In two weeks, the Ethereum blockchain is scheduled to undergo the Merge, switching the way it validates transactions from proof-of-work to proof-of-stake, which will dramatically decrease its energy usage and carbon emissions.
Just ahead of the highly-anticipated event, Buterin highlighted the security benefits of migrating from proof-of-work, adding that it may come to threaten Bitcoin in the long-term, while sharing his perspective about the crypto market and its future.
A matter of efficiency, says Buterin
According to Buterin, proof-of-stake is a far more efficient system in terms of providing marginal security. “The question is always: how much security can you buy for every dollar per year that you spend on paying for it?” Buterin said. “Proof-of-stake can buy something like 20 times more security for the same cost.”
In fact, the Ethereum co-founder identifies the very parameter that he feels security ultimately depends on, specifically the cost of entry for participation in a blockchain network. While proof-of-stake validators have low ongoing costs and high entry costs, proof-of-work miners have medium ongoing costs and medium entry costs.
According to Buterin, Ethereum will benefit from the higher cost of entry, “as that’s what an attacker has to pay to attack.”
Long-term threat to Bitcoin
As proof-of-work provides much less security per dollar spent on transaction fees, Buterin envisioned the consensus mechanism as posing an underlying security threat to Bitcoin.
In the long term, once all Bitcoin has been issued and mining no longer secures the network, Buterin said that Bitcoin security is going to come entirely from fees.
However, he believes that “Bitcoin is just not succeeding at getting the level of fee revenue required to secure what could be a multi-trillion-dollar system.” Consequently, Buterin postulates that only a small proportion of Bitcoin would be required to pose a serious threat. “What would a future look like when there’s $5 trillion of Bitcoin, but it only takes $5 billion to attack the chain?”
Crypto’s development
That being said, Buterin does believe that cryptocurrency markets will eventually settle, and become as typically volatile as gold or the stock market. Although the first few downturns were heavily shaded by existential uncertainty, “after 2017 the uncertainty moved over to whether or not it would gain the levels of mainstream legitimacy needed to support a higher price level, which is still roughly where we are in 2022.”
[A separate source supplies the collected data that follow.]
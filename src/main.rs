use acksrv::common::{AckServer, Decoding, ExchangeClient};
use acksrv::datagram::{DatagramClientConfigBuilder, DatagramServerConfig};
use acksrv::network::Endpoint;
use acksrv::stream::{StreamClientConfigBuilder, StreamServerConfig};
use acksrv::{TcpAckServer, TcpClient, UdpAckServer, UdpClient};
use bytes::Bytes;
use clap::{Args, Parser, Subcommand};
use color_eyre::eyre::{Result, WrapErr};
use std::net::SocketAddr;
use std::time::Duration;
use tokio::sync::mpsc;
use tracing::info;
use tracing_subscriber::EnvFilter;

#[derive(Parser, Debug)]
#[command(name = "acksrv", version, about = "One-shot TCP/UDP clients and acknowledgement servers")]
struct Cli {
    #[command(subcommand)]
    command: Command,
}

#[derive(Subcommand, Debug)]
enum Command {
    /// Send one payload over TCP and print the reply
    TcpClient {
        #[arg(long, default_value = "localhost:4444")]
        target: Endpoint,
        #[arg(long, default_value = "ABCDE")]
        payload: String,
        #[command(flatten)]
        client: ClientArgs,
    },
    /// Send one datagram over UDP and print the reply
    UdpClient {
        #[arg(long, default_value = "127.0.0.1:4444")]
        target: Endpoint,
        #[arg(long, default_value = "ABCDEF")]
        payload: String,
        #[command(flatten)]
        client: ClientArgs,
    },
    /// Acknowledge every datagram received
    UdpServer {
        #[arg(long, default_value = "127.0.0.1:4444")]
        bind: SocketAddr,
        #[arg(long, default_value_t = 64)]
        max_in_flight: usize,
        #[arg(long, default_value_t = 4096)]
        buffer_size: usize,
        #[command(flatten)]
        server: ServerArgs,
    },
    /// Acknowledge the first message on every TCP connection
    TcpServer {
        #[arg(long, default_value = "0.0.0.0:4444")]
        bind: SocketAddr,
        #[arg(long, default_value_t = 64)]
        max_connections: usize,
        #[arg(long, default_value_t = 1024)]
        buffer_size: usize,
        #[arg(long, default_value_t = 5)]
        backlog: u32,
        #[command(flatten)]
        server: ServerArgs,
    },
}

#[derive(Args, Debug)]
struct ClientArgs {
    /// Largest reply read
    #[arg(long, default_value_t = 4096)]
    buffer_size: usize,
    /// Deadline for the reply, in milliseconds
    #[arg(long, default_value_t = 30_000)]
    timeout_ms: u64,
}

#[derive(Args, Debug)]
struct ServerArgs {
    /// Bytes sent back for every message
    #[arg(long, default_value = "ACK")]
    reply: String,
    /// Replace invalid UTF-8 instead of dropping the message
    #[arg(long)]
    lossy: bool,
}

impl ServerArgs {
    fn decoding(&self, default: Decoding) -> Decoding {
        if self.lossy { Decoding::Lossy } else { default }
    }
}

#[tokio::main]
async fn main() -> Result<()> {
    // Initialize error handling
    color_eyre::install()?;

    // Logs go to stderr; stdout carries only program output
    tracing_subscriber::fmt()
        .with_env_filter(
            EnvFilter::try_from_default_env().unwrap_or_else(|_| EnvFilter::new("acksrv=info")),
        )
        .with_writer(std::io::stderr)
        .init();

    let cli = Cli::parse();

    match cli.command {
        Command::TcpClient {
            target,
            payload,
            client,
        } => {
            let config = StreamClientConfigBuilder::new()
                .buffer_size(client.buffer_size)
                .read_timeout(Duration::from_millis(client.timeout_ms))
                .build();
            let tcp = TcpClient::connect(&target, config)
                .await
                .wrap_err_with(|| format!("Failed to connect to {target}"))?;
            exchange_once(Box::new(tcp), &payload).await?;
        }
        Command::UdpClient {
            target,
            payload,
            client,
        } => {
            let config = DatagramClientConfigBuilder::new()
                .buffer_size(client.buffer_size)
                .read_timeout(Duration::from_millis(client.timeout_ms))
                .build();
            let udp = UdpClient::connect(&target, config)
                .await
                .wrap_err_with(|| format!("Failed to prepare UDP client for {target}"))?;
            exchange_once(Box::new(udp), &payload).await?;
        }
        Command::UdpServer {
            bind,
            max_in_flight,
            buffer_size,
            server,
        } => {
            let config = DatagramServerConfig {
                bind_addr: bind,
                max_in_flight,
                buffer_size,
                decoding: server.decoding(Decoding::Strict),
                reply: Bytes::from(server.reply),
                ..Default::default()
            };
            info!(address = %config.bind_addr, max_in_flight, "Starting UDP ack server");
            serve(UdpAckServer::new(config), None)
                .await
                .wrap_err("Failed to run UDP ack server")?;
        }
        Command::TcpServer {
            bind,
            max_connections,
            buffer_size,
            backlog,
            server,
        } => {
            let config = StreamServerConfig {
                bind_addr: bind,
                max_connections,
                buffer_size,
                backlog,
                decoding: server.decoding(Decoding::Lossy),
                reply: Bytes::from(server.reply),
                ..Default::default()
            };
            info!(address = %config.bind_addr, max_connections, "Starting TCP ack server");
            let server = TcpAckServer::new(config);
            let accepted = server.connections();
            serve(server, accepted)
                .await
                .wrap_err("Failed to run TCP ack server")?;
        }
    }

    Ok(())
}

async fn exchange_once(mut client: Box<dyn ExchangeClient>, payload: &str) -> Result<()> {
    let reply = client
        .exchange_string(payload)
        .await
        .wrap_err("Exchange failed")?;
    println!("{reply}");
    Ok(())
}

/// Runs `server`, printing the listening line, accepted peers and every
/// receipt to stdout
async fn serve<S>(server: S, mut accepted: Option<mpsc::Receiver<SocketAddr>>) -> acksrv::Result<()>
where
    S: AckServer + Send + Sync + 'static,
{
    let mut listening = server.listening();
    let mut receipts = server
        .receipts()
        .ok_or_else(|| acksrv::AckError::Config("Receipts were already taken".to_string()))?;

    let printer = tokio::spawn(async move {
        let bound = listening
            .wait_for(|addr| addr.is_some())
            .await
            .map(|addr| *addr);
        if let Ok(Some(addr)) = bound {
            println!("[*] Listening on {addr} ...");
        }
        loop {
            tokio::select! {
                biased;
                Some(peer) = next_accepted(&mut accepted) => {
                    println!("[*] Accepted connection from {peer}");
                }
                receipt = receipts.recv() => match receipt {
                    Some(receipt) => println!("{receipt}"),
                    None => break,
                },
            }
        }
    });

    let result = server.run().await;
    // Dropping the server closes the feeds once everything queued is printed
    drop(server);
    if let Err(e) = printer.await {
        tracing::error!(error = %e, "Printer task failed");
    }
    result
}

async fn next_accepted(accepted: &mut Option<mpsc::Receiver<SocketAddr>>) -> Option<SocketAddr> {
    match accepted {
        Some(rx) => rx.recv().await,
        None => None,
    }
}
Regarding the current market downturn, Buterin said he was surprised that it had not happened sooner. He explained that while a rapid drop usually comes to crypto bubbles roughly six to nine months following a previous peak, this time the bull market lasted for over a year and a half.
Having revealed certain business models to be unsustainable, Buterin believes the downturn will help crypto projects become more useful
“In 2022, crypto finally feels meaningfully useful; lots of mainstream organizations and even governments are using it as a way to send and receive payments, and I suspect other applications are soon to come,” Buterin concludes. “The future still feels less uncertain, but we have much more of a view than before as to how it’s all going to play out.”